Stored items
=== Section Start ===
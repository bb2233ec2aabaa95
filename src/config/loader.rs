//! Configuration loading from disk.

use std::fs;
use std::path::Path;

use thiserror::Error;

use crate::config::schema::ProxyConfig;
use crate::config::validation::{validate_config, ValidationError};

/// Error type for configuration loading.
#[derive(Debug, Error)]
pub enum ConfigError {
    #[error("IO error: {0}")]
    Io(#[from] std::io::Error),

    #[error("Parse error: {0}")]
    Parse(#[from] toml::de::Error),

    #[error("Validation failed: {}", join_errors(.0))]
    Validation(Vec<ValidationError>),
}

fn join_errors(errors: &[ValidationError]) -> String {
    errors
        .iter()
        .map(ToString::to_string)
        .collect::<Vec<_>>()
        .join(", ")
}

/// Parse configuration from TOML text without validating it.
pub fn parse_config(content: &str) -> Result<ProxyConfig, ConfigError> {
    Ok(toml::from_str(content)?)
}

/// Load and validate configuration from a TOML file.
pub fn load_config(path: &Path) -> Result<ProxyConfig, ConfigError> {
    let content = fs::read_to_string(path)?;
    let config = parse_config(&content)?;

    validate_config(&config).map_err(ConfigError::Validation)?;

    Ok(config)
}

/// Resolve the effective configuration for a run.
///
/// Reads `path` when given (defaults otherwise), applies environment
/// overrides, then validates the result.
pub fn resolve_config(path: Option<&Path>) -> Result<ProxyConfig, ConfigError> {
    let mut config = match path {
        Some(p) => parse_config(&fs::read_to_string(p)?)?,
        None => ProxyConfig::default(),
    };
    config.apply_env_overrides();

    validate_config(&config).map_err(ConfigError::Validation)?;

    Ok(config)
}
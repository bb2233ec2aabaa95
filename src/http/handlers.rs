//! Route handlers.

use axum::{
    extract::{Path, State},
    response::{IntoResponse, Response},
    BoxError, Json,
};
use serde_json::{json, Value};
use std::time::Instant;

use crate::etherscan::UpstreamError;
use crate::http::response::ApiError;
use crate::http::server::AppState;
use crate::lookup::{self, TransactionDetails, WalletSummary};
use crate::observability::metrics;

/// `GET /health`
pub async fn health(State(state): State<AppState>) -> Response {
    let start = Instant::now();
    let body = Json(json!({
        "status": "ok",
        "message": "Ethereum Explorer API is running",
        "api_key_loaded": state.etherscan.has_api_key(),
        "chain_id": state.etherscan.chain_id(),
        "version": env!("CARGO_PKG_VERSION"),
    }));
    respond("health", start, Ok(body))
}

/// `GET /api/wallet/{address}`: upstream balance payload, unmodified.
pub async fn wallet(State(state): State<AppState>, Path(raw): Path<String>) -> Response {
    let start = Instant::now();
    respond("wallet", start, wallet_raw(&state, &raw).await)
}

/// `GET /api/wallet/{address}/summary`
pub async fn wallet_summary(State(state): State<AppState>, Path(raw): Path<String>) -> Response {
    let start = Instant::now();
    respond("wallet_summary", start, wallet_summarized(&state, &raw).await)
}

/// `GET /api/transaction/{tx_hash}`: upstream transaction payload, unmodified.
pub async fn transaction(State(state): State<AppState>, Path(raw): Path<String>) -> Response {
    let start = Instant::now();
    respond("transaction", start, transaction_raw(&state, &raw).await)
}

/// `GET /api/transaction/{tx_hash}/details`
pub async fn transaction_details(
    State(state): State<AppState>,
    Path(raw): Path<String>,
) -> Response {
    let start = Instant::now();
    respond("transaction_details", start, transaction_decoded(&state, &raw).await)
}

/// JSON 404 for unknown routes.
pub async fn not_found() -> Response {
    ApiError::NotFound("No such endpoint.".to_string()).into_response()
}

async fn wallet_raw(state: &AppState, raw: &str) -> Result<Json<Value>, ApiError> {
    let address = lookup::parse_address(raw)?;
    let body = lookup::wallet::wallet_balance(&state.etherscan, address).await?;
    Ok(Json(body))
}

async fn wallet_summarized(state: &AppState, raw: &str) -> Result<Json<WalletSummary>, ApiError> {
    let address = lookup::parse_address(raw)?;
    let summary =
        lookup::wallet::wallet_summary(&state.etherscan, &state.config.upstream, address).await?;
    Ok(Json(summary))
}

async fn transaction_raw(state: &AppState, raw: &str) -> Result<Json<Value>, ApiError> {
    let hash = lookup::parse_tx_hash(raw)?;
    lookup::transaction::transaction_raw(&state.etherscan, hash)
        .await?
        .map(Json)
        .ok_or_else(tx_not_found)
}

async fn transaction_decoded(
    state: &AppState,
    raw: &str,
) -> Result<Json<TransactionDetails>, ApiError> {
    let hash = lookup::parse_tx_hash(raw)?;
    lookup::transaction::transaction_details(&state.etherscan, hash)
        .await?
        .map(Json)
        .ok_or_else(tx_not_found)
}

/// Map an error raised by the request timeout layer onto the envelope.
pub fn middleware_error(err: BoxError, request_secs: u64) -> ApiError {
    if err.is::<tower::timeout::error::Elapsed>() {
        tracing::warn!(limit_secs = request_secs, "Request exceeded time limit");
        ApiError::Upstream(UpstreamError::Timeout(request_secs))
    } else {
        ApiError::Internal(err.to_string())
    }
}

fn tx_not_found() -> ApiError {
    ApiError::NotFound("Transaction not found.".to_string())
}

/// Turn a handler result into a response and record it.
fn respond<T: IntoResponse>(endpoint: &str, start: Instant, result: Result<T, ApiError>) -> Response {
    let response = match result {
        Ok(body) => body.into_response(),
        Err(e) => {
            if e.status().is_server_error() {
                tracing::warn!(endpoint, code = e.code(), error = %e, "Lookup failed");
            } else {
                tracing::debug!(endpoint, code = e.code(), "Request rejected");
            }
            e.into_response()
        }
    };
    metrics::record_request(endpoint, response.status().as_u16(), start);
    response
}

#[cfg(test)]
mod tests {
    use super::*;
    use axum::http::StatusCode;

    #[test]
    fn test_elapsed_maps_to_upstream_timeout() {
        let err: BoxError = Box::new(tower::timeout::error::Elapsed::new());
        let api_error = middleware_error(err, 60);
        assert_eq!(api_error.status(), StatusCode::GATEWAY_TIMEOUT);
        assert_eq!(api_error.code(), "upstream_timeout");
    }

    #[test]
    fn test_other_layer_errors_are_internal() {
        let err: BoxError = "layer failed".into();
        let api_error = middleware_error(err, 60);
        assert_eq!(api_error.status(), StatusCode::INTERNAL_SERVER_ERROR);
        assert_eq!(api_error.code(), "internal");
    }
}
=== Section End ===
To do:
Would you print exactly, and only, the lines of the data above from the line with "start, wallet_raw(&state, &raw).await)" through the line with "transaction payload, unmodified.", inclusive?

The answer:
    respond("wallet", start, wallet_raw(&state, &raw).await)
}

/// `GET /api/wallet/{address}/summary`
pub async fn wallet_summary(State(state): State<AppState>, Path(raw): Path<String>) -> Response {
    let start = Instant::now();
    respond("wallet_summary", start, wallet_summarized(&state, &raw).await)
}

/// `GET /api/transaction/{tx_hash}`: upstream transaction payload, unmodified.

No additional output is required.